*YOUR ASSIGNMENT*.
In the entries below, the line with "error, or the" marks the start. Return it and every following line exactly, ending with the last.

--- START ---

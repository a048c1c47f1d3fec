//! # Transport
//!
//! Length-prefixed JSON framing over any byte stream, plus the reader and
//! writer tasks that give a connection cancel-safe message queues.

pub mod codec;

pub use codec::{read_message, write_message, FrameError};

use shared_types::WireMessage;
use tokio::io::{AsyncRead, AsyncWrite, AsyncWriteExt};
use tokio::sync::mpsc;
use tokio::task::JoinHandle;
use tracing::debug;

/// Inbound queue depth. Frames are consumed one at a time, so a small
/// buffer is enough to decouple socket reads from message handling.
const INBOUND_CAPACITY: usize = 8;

/// Messages read from a connection. The last item is the error that ended
/// the stream, if any; a clean EOF simply closes the queue.
pub type Inbound = mpsc::Receiver<Result<WireMessage, FrameError>>;

/// Spawn a task that reads frames into a queue until EOF, error, or the
/// queue's receiver is dropped.
pub fn spawn_reader<R>(mut reader: R, max_len: usize) -> (Inbound, JoinHandle<()>)
where
    R: AsyncRead + Unpin + Send + 'static,
{
    let (tx, rx) = mpsc::channel(INBOUND_CAPACITY);
    let handle = tokio::spawn(async move {
        loop {
            match read_message(&mut reader, max_len).await {
                Ok(Some(message)) => {
                    if tx.send(Ok(message)).await.is_err() {
                        break;
                    }
                }
                Ok(None) => break,
                Err(e) => {
                    let _ = tx.send(Err(e)).await;
                    break;
                }
            }
        }
    });
    (rx, handle)
}

/// Spawn a task that writes queued messages until every sender is dropped.
///
/// Stops at the first write error; later sends then fail with `Closed`.
pub fn spawn_writer<W>(
    mut writer: W,
    mut outbox: mpsc::Receiver<WireMessage>,
    max_len: usize,
) -> JoinHandle<Result<(), FrameError>>
where
    W: AsyncWrite + Unpin + Send + 'static,
{
    tokio::spawn(async move {
        while let Some(message) = outbox.recv().await {
            if let Err(e) = write_message(&mut writer, &message, max_len).await {
                debug!(message = message.name(), error = %e, "Write failed, closing writer");
                return Err(e);
            }
        }
        // Lets the peer see EOF even while the read half is still alive.
        writer.shutdown().await?;
        Ok(())
    })
}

--- END ---

*YOUR SOLUTION*.
/// Spawn a task that reads frames into a queue until EOF, error, or the
/// queue's receiver is dropped.
pub fn spawn_reader<R>(mut reader: R, max_len: usize) -> (Inbound, JoinHandle<()>)
where
    R: AsyncRead + Unpin + Send + 'static,
{
    let (tx, rx) = mpsc::channel(INBOUND_CAPACITY);
    let handle = tokio::spawn(async move {
        loop {
            match read_message(&mut reader, max_len).await {
                Ok(Some(message)) => {
                    if tx.send(Ok(message)).await.is_err() {
                        break;
                    }
                }
                Ok(None) => break,
                Err(e) => {
                    let _ = tx.send(Err(e)).await;
                    break;
                }
            }
        }
    });
    (rx, handle)
}

/// Spawn a task that writes queued messages until every sender is dropped.
///
/// Stops at the first write error; later sends then fail with `Closed`.
pub fn spawn_writer<W>(
    mut writer: W,
    mut outbox: mpsc::Receiver<WireMessage>,
    max_len: usize,
) -> JoinHandle<Result<(), FrameError>>
where
    W: AsyncWrite + Unpin + Send + 'static,
{
    tokio::spawn(async move {
        while let Some(message) = outbox.recv().await {
            if let Err(e) = write_message(&mut writer, &message, max_len).await {
                debug!(message = message.name(), error = %e, "Write failed, closing writer");
                return Err(e);
            }
        }
        // Lets the peer see EOF even while the read half is still alive.
        writer.shutdown().await?;
        Ok(())
    })
}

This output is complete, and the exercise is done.